§ TASK MATERIAL:
* * * * * * *

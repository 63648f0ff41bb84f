//! Movement domain: locomotion systems for velocity, jumping and dashing.

use avian2d::prelude::*;
use bevy::prelude::*;

use crate::animation::AnimationTrigger;
use crate::movement::{
    DashEnded, DashStarted, DashTick, DashTrail, Facing, MovementInput, MovementState,
    MovementTuning, Player, resolve_dash_direction,
};

/// Ends dashes whose duration has elapsed.
pub(crate) fn update_dash_timer(
    time: Res<Time>,
    mut query: Query<(Entity, &mut MovementState, Option<&mut DashTrail>), With<Player>>,
    mut dash_ended: MessageWriter<DashEnded>,
) {
    let now = time.elapsed_secs();

    for (entity, mut state, trail) in &mut query {
        if state.dash.update(now) == DashTick::Finished {
            if let Some(mut trail) = trail {
                trail.enabled = false;
            }
            dash_ended.write(DashEnded { player: entity });
            debug!("Dash finished at t={:.3}", now);
        }
    }
}

pub(crate) fn apply_jump(
    input: Res<MovementInput>,
    tuning: Res<MovementTuning>,
    mut query: Query<(Entity, &mut MovementState, &mut LinearVelocity), With<Player>>,
    mut triggers: MessageWriter<AnimationTrigger>,
) {
    if !input.jump_just_pressed {
        return;
    }

    for (entity, mut state, mut velocity) in &mut query {
        if !state.jumps.try_jump(tuning.max_jumps) {
            continue;
        }

        velocity.y = tuning.jump_velocity();
        state.on_ground = false;
        triggers.write(AnimationTrigger::Jumped { entity });
        debug!(
            "Jump: jumps_remaining={}",
            state.jumps.remaining(tuning.max_jumps)
        );
    }
}

pub(crate) fn apply_dash(
    time: Res<Time>,
    input: Res<MovementInput>,
    tuning: Res<MovementTuning>,
    mut query: Query<
        (
            Entity,
            &mut MovementState,
            &mut LinearVelocity,
            Option<&mut DashTrail>,
        ),
        With<Player>,
    >,
    mut dash_started: MessageWriter<DashStarted>,
    mut triggers: MessageWriter<AnimationTrigger>,
) {
    let now = time.elapsed_secs();

    for (entity, mut state, mut velocity, trail) in &mut query {
        let direction = if input.dash_just_pressed {
            resolve_dash_direction(input.axis.x, velocity.x)
        } else {
            None
        };

        let started = direction.is_some_and(|direction| {
            state.dash.try_start(
                now,
                direction,
                tuning.dash_duration,
                tuning.dash_cooldown,
            )
        });

        if started {
            if let Some(mut trail) = trail {
                trail.enabled = true;
                trail.since_last = 0.0;
            }
            dash_started.write(DashStarted {
                player: entity,
                direction: state.dash.direction,
            });
            triggers.write(AnimationTrigger::Dashed { entity });
            debug!(
                "Dash started: direction={}, until t={:.3}",
                state.dash.direction, state.dash.ends_at
            );
        }

        // Velocity stays locked for the whole dash
        if state.dash.active {
            velocity.x = state.dash.direction * tuning.dash_speed;
        }
    }
}

pub(crate) fn apply_horizontal_movement(
    input: Res<MovementInput>,
    tuning: Res<MovementTuning>,
    mut query: Query<(&mut MovementState, &mut LinearVelocity), With<Player>>,
) {
    for (mut state, mut velocity) in &mut query {
        state.input_velocity = input.axis.x * tuning.move_speed;

        if state.dash.active {
            continue;
        }
        velocity.x = state.input_velocity;
    }
}

pub(crate) fn apply_gravity(
    time: Res<Time>,
    tuning: Res<MovementTuning>,
    mut query: Query<&mut LinearVelocity, With<Player>>,
) {
    let dt = time.delta_secs();

    for mut velocity in &mut query {
        velocity.y = (velocity.y - tuning.gravity * dt).max(-tuning.max_fall_speed);
    }
}

pub(crate) fn update_facing(
    input: Res<MovementInput>,
    mut query: Query<(&mut MovementState, &mut Sprite), With<Player>>,
) {
    for (mut state, mut sprite) in &mut query {
        let facing = if state.dash.active {
            Facing::from_direction(state.dash.direction)
        } else {
            Facing::from_direction(input.axis.x)
        };

        if let Some(facing) = facing {
            state.facing = facing;
        }
        sprite.flip_x = state.facing == Facing::Left;
    }
}
//! UI domain: dash cooldown indicator.

use bevy::prelude::*;
use serde::{Deserialize, Serialize};

use crate::config::GameConfig;
use crate::movement::{MovementState, MovementTuning, Player};

pub(crate) const READY_LABEL: &str = "READY";

/// Marker for the dash cooldown container
#[derive(Component)]
pub struct DashCooldownUI;

/// Marker for the cooldown bar fill element
#[derive(Component)]
pub struct DashCooldownFill;

/// Marker for the countdown / ready label
#[derive(Component)]
pub struct DashCooldownText;

/// What the indicator shows for a given cooldown state.
#[derive(Debug, Clone, PartialEq)]
pub struct CooldownDisplay {
    /// Elapsed fraction of the cooldown, `0.0..=1.0`.
    pub fill: f32,
    pub ready: bool,
    pub label: String,
}

impl CooldownDisplay {
    pub fn new(progress: f32, cooldown: f32) -> Self {
        let fill = progress.clamp(0.0, 1.0);
        if fill >= 1.0 {
            return Self {
                fill,
                ready: true,
                label: READY_LABEL.to_string(),
            };
        }

        let remaining = (1.0 - fill) * cooldown.max(0.0);
        Self {
            fill,
            ready: false,
            label: format!("{}", remaining.ceil() as u32),
        }
    }
}

/// Placement and colours of the cooldown indicator.
#[derive(Debug, Clone, Deserialize, Serialize)]
#[serde(default)]
pub struct HudConfig {
    pub left: f32,
    pub bottom: f32,
    pub width: f32,
    pub height: f32,
    pub charging_color: [f32; 3],
    pub ready_color: [f32; 3],
    pub font_size: f32,
}

impl Default for HudConfig {
    fn default() -> Self {
        Self {
            left: 16.0,
            bottom: 16.0,
            width: 160.0,
            height: 16.0,
            charging_color: [0.9, 0.55, 0.2],
            ready_color: [0.3, 0.85, 0.95],
            font_size: 16.0,
        }
    }
}

/// Smallest bar extent or font size the HUD will draw with.
pub(crate) const MIN_HUD_EXTENT: f32 = 1.0;

impl HudConfig {
    pub fn sanitized(mut self) -> Self {
        self.left = self.left.max(0.0);
        self.bottom = self.bottom.max(0.0);
        self.width = self.width.max(MIN_HUD_EXTENT);
        self.height = self.height.max(MIN_HUD_EXTENT);
        self.font_size = self.font_size.max(MIN_HUD_EXTENT);
        self.charging_color = self.charging_color.map(|c| c.clamp(0.0, 1.0));
        self.ready_color = self.ready_color.map(|c| c.clamp(0.0, 1.0));
        self
    }
}

fn rgb([r, g, b]: [f32; 3]) -> Color {
    Color::srgb(r, g, b)
}

/// Builds the cooldown indicator once at startup.
#[derive(Debug, Clone)]
pub struct DashCooldownHudBuilder {
    config: HudConfig,
}

impl DashCooldownHudBuilder {
    pub fn new(config: HudConfig) -> Self {
        Self { config }
    }

    pub fn spawn(self, commands: &mut Commands) -> Entity {
        let config = self.config;
        commands
            .spawn((
                DashCooldownUI,
                Node {
                    position_type: PositionType::Absolute,
                    left: Val::Px(config.left),
                    bottom: Val::Px(config.bottom),
                    flex_direction: FlexDirection::Row,
                    align_items: AlignItems::Center,
                    column_gap: Val::Px(8.0),
                    ..default()
                },
            ))
            .with_children(|parent| {
                // Bar background
                parent
                    .spawn((
                        Node {
                            width: Val::Px(config.width),
                            height: Val::Px(config.height),
                            border: UiRect::all(Val::Px(2.0)),
                            ..default()
                        },
                        BackgroundColor(Color::srgba(0.1, 0.1, 0.1, 0.8)),
                        BorderColor::all(Color::srgb(0.3, 0.3, 0.3)),
                    ))
                    .with_children(|bar| {
                        bar.spawn((
                            DashCooldownFill,
                            Node {
                                width: Val::Percent(100.0),
                                height: Val::Percent(100.0),
                                ..default()
                            },
                            BackgroundColor(rgb(config.ready_color)),
                        ));
                    });

                parent.spawn((
                    DashCooldownText,
                    Text::new(READY_LABEL),
                    TextFont {
                        font_size: config.font_size,
                        ..default()
                    },
                    TextColor(rgb(config.ready_color)),
                ));
            })
            .id()
    }
}

pub(crate) fn spawn_dash_cooldown_ui(mut commands: Commands, config: Res<GameConfig>) {
    DashCooldownHudBuilder::new(config.hud.clone()).spawn(&mut commands);
}

pub(crate) fn update_dash_cooldown_ui(
    time: Res<Time>,
    tuning: Res<MovementTuning>,
    config: Res<GameConfig>,
    player_query: Query<&MovementState, With<Player>>,
    mut fill_query: Query<(&mut Node, &mut BackgroundColor), With<DashCooldownFill>>,
    mut text_query: Query<(&mut Text, &mut TextColor), With<DashCooldownText>>,
) {
    let Ok(state) = player_query.single() else {
        return;
    };

    let progress = state
        .dash
        .cooldown_progress(time.elapsed_secs(), tuning.dash_cooldown);
    let display = CooldownDisplay::new(progress, tuning.dash_cooldown);
    let color = if display.ready {
        rgb(config.hud.ready_color)
    } else {
        rgb(config.hud.charging_color)
    };

    for (mut node, mut bg_color) in &mut fill_query {
        node.width = Val::Percent(display.fill * 100.0);
        bg_color.0 = color;
    }

    for (mut text, mut text_color) in &mut text_query {
        if text.0 != display.label {
            text.0 = display.label.clone();
        }
        text_color.0 = color;
    }
}
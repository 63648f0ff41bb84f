//! Movement domain: dash afterimage trail.

use bevy::prelude::*;

use crate::movement::{DashTrail, MovementTuning, Player, TrailGhost};

/// Ghosts render just behind the player.
const GHOST_Z_OFFSET: f32 = -0.1;

pub(crate) fn emit_dash_trail(
    mut commands: Commands,
    time: Res<Time>,
    tuning: Res<MovementTuning>,
    mut query: Query<(&Transform, &Sprite, &mut DashTrail), With<Player>>,
) {
    let dt = time.delta_secs();
    let trail = &tuning.trail;

    for (transform, sprite, mut dash_trail) in &mut query {
        if !dash_trail.enabled {
            continue;
        }

        dash_trail.since_last += dt;
        if dash_trail.since_last < trail.interval {
            continue;
        }
        dash_trail.since_last = 0.0;

        let color = trail.color();
        commands.spawn((
            TrailGhost {
                age: 0.0,
                lifetime: trail.lifetime,
                alpha: color.alpha(),
            },
            Sprite {
                color,
                custom_size: sprite.custom_size,
                flip_x: sprite.flip_x,
                ..default()
            },
            Transform::from_translation(
                transform.translation + Vec3::new(0.0, 0.0, GHOST_Z_OFFSET),
            ),
        ));
    }
}

pub(crate) fn fade_trail_ghosts(
    mut commands: Commands,
    time: Res<Time>,
    mut query: Query<(Entity, &mut TrailGhost, &mut Sprite)>,
) {
    let dt = time.delta_secs();

    for (entity, mut ghost, mut sprite) in &mut query {
        ghost.age += dt;
        if ghost.age >= ghost.lifetime {
            commands.entity(entity).despawn();
            continue;
        }
        sprite.color = sprite.color.with_alpha(ghost.current_alpha());
    }
}
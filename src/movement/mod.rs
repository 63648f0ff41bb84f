//! Movement domain: player locomotion plugin wiring and public exports.

mod bootstrap;
mod components;
mod events;
mod resources;
mod systems;

#[cfg(test)]
mod tests;

pub use components::*;
pub use events::{DashEnded, DashStarted};
pub use resources::{MovementInput, MovementTuning, TrailConfig};

use bevy::prelude::*;

use crate::core::GameplaySet;
use crate::movement::bootstrap::spawn_player;
use crate::movement::systems::{
    apply_dash, apply_gravity, apply_horizontal_movement, apply_jump, detect_ground,
    emit_dash_trail, fade_trail_ghosts, read_input, update_dash_timer, update_facing,
};

pub struct MovementPlugin;

impl Plugin for MovementPlugin {
    fn build(&self, app: &mut App) {
        app.init_resource::<MovementTuning>()
            .init_resource::<MovementInput>()
            .add_message::<DashStarted>()
            .add_message::<DashEnded>()
            .add_systems(Startup, spawn_player)
            .add_systems(Update, read_input.in_set(GameplaySet::Input))
            .add_systems(Update, detect_ground.in_set(GameplaySet::Sense))
            .add_systems(
                Update,
                (
                    update_dash_timer,
                    apply_jump,
                    apply_dash,
                    apply_horizontal_movement,
                    apply_gravity,
                    update_facing,
                )
                    .chain()
                    .in_set(GameplaySet::Act),
            )
            .add_systems(
                Update,
                (emit_dash_trail, fade_trail_ghosts).in_set(GameplaySet::Present),
            );
    }
}
//! Movement domain: components, physics layers and the jump/dash state machines.

use avian2d::prelude::*;
use bevy::prelude::*;
use serde::{Deserialize, Serialize};

/// Inputs or velocities below this magnitude count as "no direction".
pub const DIRECTION_DEADZONE: f32 = 0.01;

/// Jumps are only refunded while not rising faster than this.
pub const JUMP_RESET_MAX_RISE: f32 = 1.0;

/// Width and height of the player's collider and sprite.
pub const PLAYER_SIZE: Vec2 = Vec2::new(24.0, 48.0);

/// Physics layers for collision filtering
#[derive(PhysicsLayer, Clone, Copy, Debug, Default, PartialEq, Eq, Deserialize, Serialize)]
pub enum GameLayer {
    #[default]
    Default,
    /// Standable surfaces (floors, moving platforms)
    Ground,
    /// Solid obstacles the player can dash through
    Obstacle,
    /// Player character
    Player,
    /// Triggers - never block movement
    Sensor,
}

/// Combine a list of layers into raw layer bits.
pub fn layer_bits(layers: &[GameLayer]) -> u32 {
    layers.iter().fold(0, |bits, layer| bits | layer.to_bits())
}

#[derive(Component, Debug)]
pub struct Player;

#[derive(Component, Debug, Default)]
pub struct MovementState {
    /// Horizontal velocity requested by input this frame.
    pub input_velocity: f32,
    pub on_ground: bool,
    pub facing: Facing,
    pub jumps: JumpCounter,
    pub dash: DashState,
}

#[derive(Debug, Clone, Copy, PartialEq, Eq, Default)]
pub enum Facing {
    #[default]
    Right,
    Left,
}

impl Facing {
    pub fn from_direction(x: f32) -> Option<Self> {
        if x > DIRECTION_DEADZONE {
            Some(Facing::Right)
        } else if x < -DIRECTION_DEADZONE {
            Some(Facing::Left)
        } else {
            None
        }
    }
}

/// Counts jumps since the last grounded contact.
#[derive(Debug, Clone, Copy, Default, PartialEq, Eq)]
pub struct JumpCounter {
    pub used: u8,
}

impl JumpCounter {
    /// Consume a jump if any remain. Returns whether the jump happened.
    pub fn try_jump(&mut self, max_jumps: u8) -> bool {
        if self.used >= max_jumps {
            return false;
        }
        self.used += 1;
        true
    }

    pub fn reset(&mut self) {
        self.used = 0;
    }

    /// Refund all jumps when grounded and not rising. The frame a jump
    /// fires still reads as grounded, so an upward velocity keeps the
    /// count. Returns whether jumps were refunded.
    pub fn refresh(&mut self, on_ground: bool, vertical_velocity: f32) -> bool {
        if !on_ground || vertical_velocity > JUMP_RESET_MAX_RISE {
            return false;
        }
        self.reset();
        true
    }

    pub fn remaining(&self, max_jumps: u8) -> u8 {
        max_jumps.saturating_sub(self.used)
    }
}

/// Result of polling the dash timer for one frame.
#[derive(Debug, Clone, Copy, PartialEq, Eq)]
pub enum DashTick {
    Idle,
    Continuing,
    /// The dash ended this frame.
    Finished,
}

/// Dash timer state. All timestamps are seconds of game time.
#[derive(Debug, Clone, Copy, Default, PartialEq)]
pub struct DashState {
    pub active: bool,
    /// -1.0 or 1.0 while dashing.
    pub direction: f32,
    pub started_at: f32,
    pub ends_at: f32,
    /// Start of the most recent dash; the cooldown is measured from here.
    pub last_started_at: Option<f32>,
}

impl DashState {
    pub fn cooldown_elapsed(&self, now: f32, cooldown: f32) -> bool {
        match self.last_started_at {
            Some(started) => now - started >= cooldown,
            None => true,
        }
    }

    pub fn can_start(&self, now: f32, cooldown: f32) -> bool {
        !self.active && self.cooldown_elapsed(now, cooldown)
    }

    /// Start a dash if idle, off cooldown and given a non-zero direction.
    /// Requests that fail any of these are ignored.
    pub fn try_start(&mut self, now: f32, direction: f32, duration: f32, cooldown: f32) -> bool {
        if direction.abs() <= DIRECTION_DEADZONE || !self.can_start(now, cooldown) {
            return false;
        }
        self.active = true;
        self.direction = direction.signum();
        self.started_at = now;
        self.ends_at = now + duration.max(0.0);
        self.last_started_at = Some(now);
        true
    }

    pub fn update(&mut self, now: f32) -> DashTick {
        if !self.active {
            return DashTick::Idle;
        }
        if now >= self.ends_at {
            self.active = false;
            return DashTick::Finished;
        }
        DashTick::Continuing
    }

    /// Fraction of the cooldown that has elapsed, in `[0, 1]`.
    pub fn cooldown_progress(&self, now: f32, cooldown: f32) -> f32 {
        let Some(started) = self.last_started_at else {
            return 1.0;
        };
        if cooldown <= 0.0 {
            return 1.0;
        }
        ((now - started) / cooldown).clamp(0.0, 1.0)
    }
}

/// Pick the dash direction from input, falling back to the current velocity.
pub fn resolve_dash_direction(input_x: f32, velocity_x: f32) -> Option<f32> {
    if input_x.abs() > DIRECTION_DEADZONE {
        Some(input_x.signum())
    } else if velocity_x.abs() > DIRECTION_DEADZONE {
        Some(velocity_x.signum())
    } else {
        None
    }
}

/// Afterimage trail shown while dashing.
#[derive(Component, Debug, Default)]
pub struct DashTrail {
    pub enabled: bool,
    pub since_last: f32,
}

/// A single fading afterimage.
#[derive(Component, Debug)]
pub struct TrailGhost {
    pub age: f32,
    pub lifetime: f32,
    pub alpha: f32,
}

impl TrailGhost {
    /// Opacity left at the current age.
    pub fn current_alpha(&self) -> f32 {
        if self.lifetime <= 0.0 {
            return 0.0;
        }
        self.alpha * (1.0 - self.age / self.lifetime).clamp(0.0, 1.0)
    }
}
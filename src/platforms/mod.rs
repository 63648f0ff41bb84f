//! Platforms domain: back-and-forth moving platforms.

mod components;
mod motion;
mod systems;

#[cfg(test)]
mod tests;

pub use components::MovingPlatform;
pub use motion::{
    ARRIVAL_EPSILON, Leg, MIN_SPEED, MotionAxis, MotionSpace, PlatformConfig, PlatformMotion,
    PlatformPath, PlatformPhase, move_towards,
};

use bevy::prelude::*;

use crate::core::GameplaySet;
use crate::platforms::systems::drive_platforms;

pub struct PlatformsPlugin;

impl Plugin for PlatformsPlugin {
    fn build(&self, app: &mut App) {
        app.add_systems(Update, drive_platforms.in_set(GameplaySet::Act));

        #[cfg(feature = "dev-tools")]
        app.add_systems(
            Update,
            systems::draw_platform_paths.in_set(GameplaySet::Present),
        );
    }
}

* * * * * * *

§ WHAT TO PRODUCE: Reply with nothing but the count of lines in the entries above that contain "JumpCounter".

§ RESULT: 3